+++ Data for review
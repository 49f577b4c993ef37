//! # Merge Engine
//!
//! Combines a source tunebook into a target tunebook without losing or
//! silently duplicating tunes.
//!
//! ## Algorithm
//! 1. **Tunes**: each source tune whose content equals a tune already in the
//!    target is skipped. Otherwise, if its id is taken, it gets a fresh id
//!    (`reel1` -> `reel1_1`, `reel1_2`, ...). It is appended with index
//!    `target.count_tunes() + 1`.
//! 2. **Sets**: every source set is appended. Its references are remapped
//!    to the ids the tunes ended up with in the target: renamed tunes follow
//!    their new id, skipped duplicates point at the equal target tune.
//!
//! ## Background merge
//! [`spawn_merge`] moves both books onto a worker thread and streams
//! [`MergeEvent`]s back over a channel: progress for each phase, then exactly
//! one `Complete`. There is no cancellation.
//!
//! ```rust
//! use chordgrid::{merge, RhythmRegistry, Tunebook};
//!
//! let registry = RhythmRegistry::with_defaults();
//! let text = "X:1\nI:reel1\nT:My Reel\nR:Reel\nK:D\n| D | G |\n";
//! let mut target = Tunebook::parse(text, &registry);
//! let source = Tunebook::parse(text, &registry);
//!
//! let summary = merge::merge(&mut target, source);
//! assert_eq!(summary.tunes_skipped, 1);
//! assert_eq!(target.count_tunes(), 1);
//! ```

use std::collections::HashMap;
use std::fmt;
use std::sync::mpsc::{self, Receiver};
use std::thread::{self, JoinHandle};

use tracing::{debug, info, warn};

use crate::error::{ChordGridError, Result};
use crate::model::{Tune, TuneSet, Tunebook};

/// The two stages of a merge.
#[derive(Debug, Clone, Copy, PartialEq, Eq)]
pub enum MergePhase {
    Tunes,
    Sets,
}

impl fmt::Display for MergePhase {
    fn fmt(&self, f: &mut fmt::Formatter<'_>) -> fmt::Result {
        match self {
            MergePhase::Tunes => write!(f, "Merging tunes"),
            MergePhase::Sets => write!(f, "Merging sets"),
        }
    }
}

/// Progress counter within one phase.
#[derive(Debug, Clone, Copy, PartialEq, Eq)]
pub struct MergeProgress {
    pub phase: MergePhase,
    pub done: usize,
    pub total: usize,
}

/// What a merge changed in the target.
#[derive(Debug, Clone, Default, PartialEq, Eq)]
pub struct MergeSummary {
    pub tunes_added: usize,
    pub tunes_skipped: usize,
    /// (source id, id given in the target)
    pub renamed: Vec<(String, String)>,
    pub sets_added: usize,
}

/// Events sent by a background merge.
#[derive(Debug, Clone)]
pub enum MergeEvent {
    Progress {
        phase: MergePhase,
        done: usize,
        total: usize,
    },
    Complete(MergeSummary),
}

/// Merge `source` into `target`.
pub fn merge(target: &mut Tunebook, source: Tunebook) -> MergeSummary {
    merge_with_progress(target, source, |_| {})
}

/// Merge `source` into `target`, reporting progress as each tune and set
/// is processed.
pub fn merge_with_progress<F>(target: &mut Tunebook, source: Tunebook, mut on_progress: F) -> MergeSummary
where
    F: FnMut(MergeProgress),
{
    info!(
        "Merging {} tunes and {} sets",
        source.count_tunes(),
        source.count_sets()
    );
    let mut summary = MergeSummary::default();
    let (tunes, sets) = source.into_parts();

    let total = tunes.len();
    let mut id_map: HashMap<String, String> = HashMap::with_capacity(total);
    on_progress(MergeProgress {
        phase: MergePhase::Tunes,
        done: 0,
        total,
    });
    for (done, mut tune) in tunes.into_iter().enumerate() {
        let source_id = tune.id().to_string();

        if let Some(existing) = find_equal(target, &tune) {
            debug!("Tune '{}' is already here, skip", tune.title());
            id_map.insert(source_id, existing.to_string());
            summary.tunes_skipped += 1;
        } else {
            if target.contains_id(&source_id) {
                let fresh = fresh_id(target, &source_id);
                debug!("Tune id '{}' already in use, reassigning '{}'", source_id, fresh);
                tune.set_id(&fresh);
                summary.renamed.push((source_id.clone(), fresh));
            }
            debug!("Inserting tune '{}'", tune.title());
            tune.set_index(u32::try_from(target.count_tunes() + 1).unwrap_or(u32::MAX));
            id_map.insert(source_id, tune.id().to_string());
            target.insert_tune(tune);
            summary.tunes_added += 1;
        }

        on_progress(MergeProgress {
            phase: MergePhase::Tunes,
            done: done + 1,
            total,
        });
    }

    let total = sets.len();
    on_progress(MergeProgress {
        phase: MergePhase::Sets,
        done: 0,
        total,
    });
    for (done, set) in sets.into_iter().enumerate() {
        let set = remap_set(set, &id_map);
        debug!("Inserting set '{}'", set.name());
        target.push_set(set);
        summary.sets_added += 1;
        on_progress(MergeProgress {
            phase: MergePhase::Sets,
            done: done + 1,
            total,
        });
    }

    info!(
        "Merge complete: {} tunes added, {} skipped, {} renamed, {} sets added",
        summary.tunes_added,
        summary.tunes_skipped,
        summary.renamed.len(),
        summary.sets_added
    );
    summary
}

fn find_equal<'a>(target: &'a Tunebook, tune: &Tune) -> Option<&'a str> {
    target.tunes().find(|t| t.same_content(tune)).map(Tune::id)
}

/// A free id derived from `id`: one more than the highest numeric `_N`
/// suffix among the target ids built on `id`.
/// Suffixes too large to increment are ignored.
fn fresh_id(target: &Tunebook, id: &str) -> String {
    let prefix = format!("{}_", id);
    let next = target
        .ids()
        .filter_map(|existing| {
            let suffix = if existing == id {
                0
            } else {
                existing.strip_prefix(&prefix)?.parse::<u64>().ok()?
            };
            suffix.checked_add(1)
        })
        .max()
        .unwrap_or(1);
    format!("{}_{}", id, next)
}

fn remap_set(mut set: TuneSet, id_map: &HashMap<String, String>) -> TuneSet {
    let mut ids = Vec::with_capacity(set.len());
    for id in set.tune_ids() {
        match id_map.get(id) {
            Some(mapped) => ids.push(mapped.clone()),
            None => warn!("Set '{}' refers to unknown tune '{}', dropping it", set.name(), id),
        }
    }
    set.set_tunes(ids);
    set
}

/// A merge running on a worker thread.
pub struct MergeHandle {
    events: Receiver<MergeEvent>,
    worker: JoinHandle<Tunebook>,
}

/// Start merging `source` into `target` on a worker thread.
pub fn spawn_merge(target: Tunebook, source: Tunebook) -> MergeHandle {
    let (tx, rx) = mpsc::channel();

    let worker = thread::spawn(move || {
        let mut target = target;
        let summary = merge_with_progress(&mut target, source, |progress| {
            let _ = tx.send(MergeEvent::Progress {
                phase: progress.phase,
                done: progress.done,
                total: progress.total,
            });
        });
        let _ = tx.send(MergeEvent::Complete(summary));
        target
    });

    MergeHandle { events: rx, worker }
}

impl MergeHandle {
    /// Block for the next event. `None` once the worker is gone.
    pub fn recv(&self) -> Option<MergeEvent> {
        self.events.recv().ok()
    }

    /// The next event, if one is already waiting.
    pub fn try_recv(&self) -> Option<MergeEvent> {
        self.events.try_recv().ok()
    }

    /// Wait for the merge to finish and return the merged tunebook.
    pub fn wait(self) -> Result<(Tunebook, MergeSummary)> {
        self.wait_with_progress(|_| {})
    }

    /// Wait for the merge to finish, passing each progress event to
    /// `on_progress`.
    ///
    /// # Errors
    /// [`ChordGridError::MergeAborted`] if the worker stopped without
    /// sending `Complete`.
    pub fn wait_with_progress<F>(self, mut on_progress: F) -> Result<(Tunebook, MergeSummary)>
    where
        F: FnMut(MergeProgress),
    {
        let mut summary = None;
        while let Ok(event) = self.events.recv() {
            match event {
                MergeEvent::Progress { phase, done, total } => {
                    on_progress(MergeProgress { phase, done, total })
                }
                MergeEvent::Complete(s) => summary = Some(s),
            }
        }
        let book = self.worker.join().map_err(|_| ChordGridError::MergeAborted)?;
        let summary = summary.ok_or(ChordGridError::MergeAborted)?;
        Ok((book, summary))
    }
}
++++++
• **Work task**: For each line in the data that contains the string "RhythmRegistry", give a copy of that line.

• **Answer to the exercise**:
//! use chordgrid::{merge, RhythmRegistry, Tunebook};
//! let registry = RhythmRegistry::with_defaults();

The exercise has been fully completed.